The H in DHPPV stands for Hepatitis also known as canine adenovirus type 2 (therefore when “A2” appears as part of this vaccine abbreviation, it refers to the same disease as the “H”). This disease, like the hepatitis in betrouwbare corona testen humans, attacks the liver and is contracted through a healthy dog’s exposure to the feces, urine, blood, saliva, and nasal discharge of a dog who has the disease. Dogs are especially susceptible to this disease simply because they use their nose to sniff and evaluate their surroundings. Although hepatitis will correct itself in healthy individuals, it does come with symptoms that need treatment. These symptoms include diarrhea and poor immune response. Puppies and weak dogs are especially at risk.
One P in DHPPV stands for Parainfluenza. This is a respiratory tract infection (upper respiratory infection) in dogs, much like a cough or cold in humans. Some symptoms of it include nasal or eye discharge, coughing, and labored breathing. This is different than “kennel cough” or Bordetella, which is a separate vaccine.
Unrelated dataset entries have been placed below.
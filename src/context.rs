//! Shared, per-trace state: the collected span vector, an opaque caller
//! attachment, and the termination flag. Guarded by a single mutex taken
//! once per buffer flush rather than once per span, mirroring the
//! coarse-grained locking around the global span registry in the teacher
//! crate's `layer::common` module.

use std::any::Any;
use std::sync::Arc;

use parking_lot::Mutex;

use crate::clock;
use crate::span::Span;

struct Inner {
    collected_spans: Vec<Span>,
    attachment: Option<Box<dyn Any + Send + Sync>>,
    terminated: bool,
}

/// The root of one trace: a caller-supplied id, the wall/mono origin used to
/// rebase every span's start time, and the mutex-guarded sink spans flush
/// into.
pub struct TraceContext {
    pub(crate) trace_id: u64,
    pub(crate) create_unix_ns: u64,
    pub(crate) create_mono_ns: u64,
    inner: Mutex<Inner>,
}

impl TraceContext {
    pub(crate) fn new(trace_id: u64, attachment: Option<Box<dyn Any + Send + Sync>>) -> Arc<Self> {
        Arc::new(TraceContext {
            trace_id,
            create_unix_ns: clock::unix_ns(),
            create_mono_ns: clock::mono_ns(),
            inner: Mutex::new(Inner {
                collected_spans: Vec::new(),
                attachment,
                terminated: false,
            }),
        })
    }

    /// Append a flushed buffer's spans. Dropped silently once the trace has
    /// been collected — never panics on the hot path.
    pub(crate) fn push_spans(&self, spans: Vec<Span>) {
        if spans.is_empty() {
            return;
        }
        let mut inner = self.inner.lock();
        if inner.terminated {
            log::debug!(
                "dropping {} span(s) flushed after trace {:#x} was collected",
                spans.len(),
                self.trace_id
            );
            return;
        }
        inner.collected_spans.extend(spans);
    }

    /// Run `f` against the attachment while the trace is still live. Returns
    /// `None` once the trace has been collected.
    pub fn access_attachment<F, R>(&self, f: F) -> Option<R>
    where
        F: FnOnce(Option<&mut (dyn Any + Send + Sync)>) -> R,
    {
        let mut inner = self.inner.lock();
        if inner.terminated {
            return None;
        }
        Some(f(inner.attachment.as_deref_mut()))
    }

    /// Terminate the trace and hand back everything collected so far. A
    /// second call (or any write racing behind this one) returns an empty
    /// result instead of panicking.
    pub fn collect(&self) -> (Vec<Span>, Option<Box<dyn Any + Send + Sync>>) {
        let mut inner = self.inner.lock();
        if inner.terminated {
            return (Vec::new(), None);
        }
        inner.terminated = true;
        (
            std::mem::take(&mut inner.collected_spans),
            inner.attachment.take(),
        )
    }

    pub fn trace_id(&self) -> u64 {
        self.trace_id
    }

    pub(crate) fn is_terminated(&self) -> bool {
        self.inner.lock().terminated
    }
}

#[cfg(test)]
mod test {
    use super::*;
    use crate::span::Span;

    fn span(id: u64) -> Span {
        Span::new_open(id, 0, "op".to_string(), 0)
    }

    #[test]
    fn collect_returns_empty_when_nothing_flushed() {
        let ctx = TraceContext::new(1, None);
        let (spans, _) = ctx.collect();
        assert!(spans.is_empty());
    }

    #[test]
    fn push_after_collect_is_dropped() {
        let ctx = TraceContext::new(1, None);
        ctx.collect();
        ctx.push_spans(vec![span(1)]);
        // Re-collecting after termination still returns empty, proving the
        // late push above was silently discarded.
        let (spans, _) = ctx.collect();
        assert!(spans.is_empty());
    }

    #[test]
    fn collected_spans_round_trip() {
        let ctx = TraceContext::new(1, None);
        ctx.push_spans(vec![span(1), span(2)]);
        let (spans, _) = ctx.collect();
        assert_eq!(spans.len(), 2);
    }

    #[test]
    fn attachment_access_survives_until_collect() {
        let ctx = TraceContext::new(1, Some(Box::new(7i32)));
        let got = ctx.access_attachment(|a| *a.unwrap().downcast_ref::<i32>().unwrap());
        assert_eq!(got, Some(7));
        let (_, attachment) = ctx.collect();
        assert!(attachment.is_some());
        assert_eq!(ctx.access_attachment(|_| ()), None);
    }
}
One P in DHPPV is for Parvovirus. This is an incredibly contagious, often deadly virus that lives in soil for up to seven to ten years (depending on the study). Infected individuals shed the virus for up to three weeks and it can take up to ten days to two weeks for an infected animal to begin showing signs or symptoms. If an owner believes his or her animal has been exposed to parvo, the dog should be tested (at a vet’s office) and vaccinated if he or she has not yet received the proper doses of the DHPPV vaccine. Parvo is very, very contagious.
Infected animals, usually young dogs and puppies, usually stop eating and drinking, lay around with little energy, and eventually have severe, dark, bloody diarrhea. Although some of these symptoms are the same as hookworm infestations, immediate action is necessary to ensure the dog’s survival. There is no cure for parvo. Dogs will die from the dehydration and intestinal trauma, not the virus. Young dogs and puppies sometimes die within days of the beginning of symptoms.
Overnight care and IV fluids are required to keep dogs hydrated and comfortable while the virus runs it’s course. This treatment often takes a few days and is very expensive.